▶ **EXERCISE**:
In the records that follow, locate every line with "trimmed" and extract it.

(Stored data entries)
▬▬▬▬▬▬

//! Write the OpenAPI document as JSON, to stdout or a file.
#![cfg_attr(not(any(test, doctest)), deny(clippy::unwrap_used))]
#![cfg_attr(not(any(test, doctest)), deny(clippy::expect_used))]

use std::fs;
use std::path::PathBuf;

use clap::Parser;
use color_eyre::eyre::{Context, Result};
use library_api::doc::ApiDoc;
use utoipa::OpenApi;

/// `openapi-dump` command arguments.
#[derive(Debug, Parser)]
#[command(
    name = "openapi-dump",
    about = "Print the Library API OpenAPI document",
    version
)]
struct CliArgs {
    /// Write to this path instead of stdout.
    #[arg(long, short, value_name = "path")]
    output: Option<PathBuf>,
    /// Emit compact JSON.
    #[arg(long)]
    compact: bool,
}

fn main() -> Result<()> {
    color_eyre::install()?;
    let args = CliArgs::parse();
    let doc = ApiDoc::openapi();
    let json = if args.compact {
        doc.to_json()
    } else {
        doc.to_pretty_json()
    }
    .wrap_err("failed to serialise OpenAPI document")?;

    match args.output {
        Some(path) => fs::write(&path, json)
            .with_context(|| format!("failed to write OpenAPI document to {}", path.display()))?,
        None => println!("{json}"),
    }
    Ok(())
}
//! Diesel table definitions. Must match `backend/migrations`.

diesel::table! {
    /// Library inventory. Removed books keep their row with
    /// `in_inventory = false`.
    books (id) {
        id -> Int4,
        title -> Varchar,
        author -> Varchar,
        genre -> Varchar,
        added_to_inventory -> Timestamptz,
        in_inventory -> Bool,
    }
}
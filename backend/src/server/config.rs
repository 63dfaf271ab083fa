//! HTTP server configuration object.

use std::net::SocketAddr;

use actix_web::web;
use library_api::inbound::http::state::HttpState;

/// Everything the server factory clones into each worker.
pub struct ServerConfig {
    pub(crate) bind_addr: SocketAddr,
    pub(crate) http_state: web::Data<HttpState>,
}

impl ServerConfig {
    /// Bundle the listen address and handler state.
    #[must_use]
    pub fn new(bind_addr: SocketAddr, http_state: web::Data<HttpState>) -> Self {
        Self {
            bind_addr,
            http_state,
        }
    }
}
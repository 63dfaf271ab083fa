//! PostgreSQL persistence adapters using Diesel with `diesel-async`.
//!
//! Row structs and table definitions stay private to this module;
//! repositories translate them into domain types and map every database
//! failure to a port error.

mod diesel_book_repository;
mod error_mapping;
mod migrations;
mod models;
mod pool;
mod schema;

pub use diesel_book_repository::DieselBookRepository;
pub use migrations::{MigrationError, run_pending_migrations};
pub use pool::{DbPool, PoolConfig, PoolError};
//! On-call directory outbound adapters.
//!
//! A thin reqwest implementation of the `OnCallSource` port.

mod dto;
mod http_source;

pub use http_source::{DirectoryHttpIdentity, HttpOnCallDirectory};
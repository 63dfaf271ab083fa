//! Transport-agnostic error payload.
//!
//! Services and ports convert their failures into [`Error`]; the HTTP
//! adapter maps [`ErrorCode`] onto status codes and serialises the payload.

use serde::{Deserialize, Serialize};
use serde_json::Value;

use super::TraceId;

/// Stable machine-readable failure category.
#[derive(Debug, Clone, Copy, PartialEq, Eq, Hash, Serialize, Deserialize)]
#[non_exhaustive]
#[serde(rename_all = "snake_case")]
pub enum ErrorCode {
    /// The request is malformed or fails validation.
    InvalidRequest,
    /// The requested resource does not exist.
    NotFound,
    /// A backing service is temporarily unreachable.
    ServiceUnavailable,
    /// An unexpected failure inside the service.
    InternalError,
}

/// Error payload returned to clients.
///
/// ## Invariants
/// - `message` is non-empty once trimmed.
/// - `trace_id`, when present, is non-empty once trimmed.
///
/// # Examples
/// ```
/// use library_api::domain::{Error, ErrorCode};
///
/// let err = Error::service_unavailable("on-call roster unavailable");
/// assert_eq!(err.code(), ErrorCode::ServiceUnavailable);
/// assert!(err.trace_id().is_none());
/// ```
#[derive(Debug, Clone, PartialEq, Serialize, Deserialize)]
#[serde(try_from = "ErrorDto", into = "ErrorDto")]
pub struct Error {
    code: ErrorCode,
    message: String,
    trace_id: Option<String>,
    details: Option<Value>,
}

/// Validation failures raised by the fallible constructors.
#[derive(Debug, Clone, PartialEq, Eq, thiserror::Error)]
pub enum ErrorValidationError {
    /// The message was blank.
    #[error("error message must not be empty")]
    EmptyMessage,
    /// The trace identifier was blank.
    #[error("trace identifier must not be empty")]
    EmptyTraceId,
}

impl Error {
    /// Build an error, panicking when the message is blank.
    ///
    /// Every call site in this crate passes a literal or formatted message,
    /// so the panic path is unreachable in practice. Use [`Error::try_new`]
    /// for caller-supplied text.
    pub fn new(code: ErrorCode, message: impl Into<String>) -> Self {
        match Self::try_new(code, message) {
            Ok(error) => error,
            Err(err) => panic!("error messages must satisfy validation: {err}"),
        }
    }

    /// Fallible constructor capturing the in-scope trace identifier.
    pub fn try_new(
        code: ErrorCode,
        message: impl Into<String>,
    ) -> Result<Self, ErrorValidationError> {
        let message = message.into();
        if message.trim().is_empty() {
            return Err(ErrorValidationError::EmptyMessage);
        }
        Ok(Self {
            code,
            message,
            trace_id: TraceId::current().map(|id| id.to_string()),
            details: None,
        })
    }

    /// Stable machine-readable code.
    pub fn code(&self) -> ErrorCode {
        self.code
    }

    /// Human-readable message.
    pub fn message(&self) -> &str {
        self.message.as_str()
    }

    /// Correlation identifier, if one was captured or attached.
    pub fn trace_id(&self) -> Option<&str> {
        self.trace_id.as_deref()
    }

    /// Structured supplementary details.
    pub fn details(&self) -> Option<&Value> {
        self.details.as_ref()
    }

    /// Attach a trace identifier, panicking when it is blank.
    pub fn with_trace_id(self, trace_id: impl Into<String>) -> Self {
        match self.try_with_trace_id(trace_id) {
            Ok(error) => error,
            Err(err) => panic!("trace identifiers must satisfy validation: {err}"),
        }
    }

    /// Attach a trace identifier after validating it.
    pub fn try_with_trace_id(
        mut self,
        trace_id: impl Into<String>,
    ) -> Result<Self, ErrorValidationError> {
        let trace_id = trace_id.into();
        if trace_id.trim().is_empty() {
            return Err(ErrorValidationError::EmptyTraceId);
        }
        self.trace_id = Some(trace_id);
        Ok(self)
    }

    /// Attach structured details.
    ///
    /// # Examples
    /// ```
    /// use library_api::domain::Error;
    /// use serde_json::json;
    ///
    /// let err = Error::invalid_request("title must not be empty")
    ///     .with_details(json!({ "field": "title" }));
    /// assert_eq!(err.details(), Some(&json!({ "field": "title" })));
    /// ```
    pub fn with_details(mut self, details: Value) -> Self {
        self.details = Some(details);
        self
    }

    /// Convenience constructor for [`ErrorCode::InvalidRequest`].
    pub fn invalid_request(message: impl Into<String>) -> Self {
        Self::new(ErrorCode::InvalidRequest, message)
    }

    /// Convenience constructor for [`ErrorCode::NotFound`].
    pub fn not_found(message: impl Into<String>) -> Self {
        Self::new(ErrorCode::NotFound, message)
    }

    /// Convenience constructor for [`ErrorCode::ServiceUnavailable`].
    pub fn service_unavailable(message: impl Into<String>) -> Self {
        Self::new(ErrorCode::ServiceUnavailable, message)
    }

    /// Convenience constructor for [`ErrorCode::InternalError`].
    pub fn internal(message: impl Into<String>) -> Self {
        Self::new(ErrorCode::InternalError, message)
    }
}

impl std::fmt::Display for Error {
    fn fmt(&self, f: &mut std::fmt::Formatter<'_>) -> std::fmt::Result {
        f.write_str(&self.message)
    }
}

impl std::error::Error for Error {}

#[derive(Debug, Clone, Serialize, Deserialize)]
#[serde(rename_all = "camelCase", deny_unknown_fields)]
pub(crate) struct ErrorDto {
    pub(crate) code: ErrorCode,
    pub(crate) message: String,
    #[serde(default, skip_serializing_if = "Option::is_none", alias = "trace_id")]
    pub(crate) trace_id: Option<String>,
    #[serde(default, skip_serializing_if = "Option::is_none")]
    pub(crate) details: Option<Value>,
}

impl From<Error> for ErrorDto {
    fn from(value: Error) -> Self {
        Self {
            code: value.code,
            message: value.message,
            trace_id: value.trace_id,
            details: value.details,
        }
    }
}

impl TryFrom<ErrorDto> for Error {
    type Error = ErrorValidationError;

    fn try_from(value: ErrorDto) -> Result<Self, Self::Error> {
        let ErrorDto {
            code,
            message,
            trace_id,
            details,
        } = value;
        let mut error = Error::try_new(code, message)?;
        // Deserialised payloads carry their own correlation, never the ambient one.
        error.trace_id = None;
        if let Some(id) = trace_id {
            error = error.try_with_trace_id(id)?;
        }
        error.details = details;
        Ok(error)
    }
}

▬▬▬▬▬▬

▶ **TASK RESULT**:
/// - `message` is non-empty once trimmed.
/// - `trace_id`, when present, is non-empty once trimmed.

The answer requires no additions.